**WORK REQUIRED**
Start at the line containing "mqtt_task.abort();" and transcribe every line exactly through the end of the records below, and only those lines.

Saved data entries
mod config;
mod control;
mod db;
mod error;
mod ingest;
mod mqtt;
mod retention;
mod state;
mod web;

use anyhow::{Context, Result};
use clap::Parser;
use tokio::sync::mpsc;
use tracing::{error, info, warn};
use tracing_subscriber::EnvFilter;

use db::Db;
use ingest::Pipeline;
use mqtt::MqttGateway;
use state::SystemState;
use web::AppState;

#[derive(Parser, Debug)]
#[command(name = "fan-bridge", about = "Exhaust fan MQTT bridge and HTTP API")]
struct Args {
    /// TOML config file; a missing file means built-in defaults.
    #[arg(long, env = "CONFIG_PATH", default_value = "config.toml")]
    config: String,

    /// Delete every device, reading and control record, then exit.
    #[arg(long)]
    purge: bool,
}

#[tokio::main]
async fn main() -> Result<()> {
    let args = Args::parse();

    tracing_subscriber::fmt()
        .with_env_filter(EnvFilter::try_from_default_env().unwrap_or_else(|_| EnvFilter::new("info")))
        .init();

    // ── Config ──────────────────────────────────────────────────────
    let cfg = config::load(&args.config)?;

    // ── Database ────────────────────────────────────────────────────
    let db = Db::connect(&cfg.database.url)
        .await
        .with_context(|| format!("failed to open database {}", cfg.database.url))?;
    db.migrate().await.context("database migration failed")?;

    if args.purge {
        let counts = db.purge_all().await.context("database purge failed")?;
        info!(
            devices = counts.devices,
            readings = counts.readings,
            control_records = counts.control_records,
            "database purged"
        );
        db.close().await;
        return Ok(());
    }

    config::apply(&cfg, &db).await?;

    let devices = db.list_devices().await?;
    info!(devices = devices.len(), "db ready");
    info!(
        threshold = cfg.control.temperature_threshold,
        hysteresis = cfg.control.temperature_hysteresis,
        "auto control thresholds"
    );

    // ── Shared state (ephemeral, for /status) ───────────────────────
    let shared = SystemState::shared();
    shared
        .write()
        .await
        .record_system("bridge started".to_string());

    // ── MQTT ────────────────────────────────────────────────────────
    let (gateway, eventloop) = MqttGateway::connect(&cfg.mqtt);
    let (tx, rx) = mpsc::channel(cfg.mqtt.queue_capacity);

    let mut mqtt_task = tokio::spawn(mqtt::run_event_loop(
        eventloop,
        gateway.clone(),
        tx,
        shared.clone(),
    ));
    let mut ingest_task = tokio::spawn(ingest::run(
        Pipeline::new(db.clone(), shared.clone()),
        rx,
    ));
    let retention_task = tokio::spawn(retention::run(
        db.clone(),
        cfg.retention.clone(),
        shared.clone(),
    ));

    // ── Web server ──────────────────────────────────────────────────
    let web_state = AppState::new(db.clone(), gateway.clone(), shared.clone());
    let mut web_task = tokio::spawn(web::serve(web_state, cfg.web.port));

    tokio::select! {
        res = &mut web_task => match res {
            Ok(Ok(())) => warn!("web server exited"),
            Ok(Err(e)) => error!("web server failed: {e:#}"),
            Err(e) => error!("web task panicked: {e}"),
        },
        _ = &mut mqtt_task => warn!("mqtt event loop exited"),
        _ = &mut ingest_task => warn!("ingestion pipeline exited"),
        res = tokio::signal::ctrl_c() => {
            if let Err(e) = res {
                error!("failed to listen for ctrl-c: {e}");
            }
            info!("shutdown requested");
        }
    }

    retention_task.abort();
    web_task.abort();
    gateway.close().await;
    mqtt_task.abort();
    ingest_task.abort();
    db.close().await;

    info!("bridge stopped");
    Ok(())
}

#[cfg(test)]
mod tests {
    use super::*;

    #[test]
    fn purge_flag_is_opt_in() {
        let args = Args::try_parse_from(["fan-bridge"]).unwrap();
        assert!(!args.purge);

        let args = Args::try_parse_from(["fan-bridge", "--purge", "--config", "/etc/fan.toml"]).unwrap();
        assert!(args.purge);
        assert_eq!(args.config, "/etc/fan.toml");
    }
}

**ANSWER SECTION**
    mqtt_task.abort();
    ingest_task.abort();
    db.close().await;

    info!("bridge stopped");
    Ok(())
}

#[cfg(test)]
mod tests {
    use super::*;

    #[test]
    fn purge_flag_is_opt_in() {
        let args = Args::try_parse_from(["fan-bridge"]).unwrap();
        assert!(!args.purge);

        let args = Args::try_parse_from(["fan-bridge", "--purge", "--config", "/etc/fan.toml"]).unwrap();
        assert!(args.purge);
        assert_eq!(args.config, "/etc/fan.toml");
    }
}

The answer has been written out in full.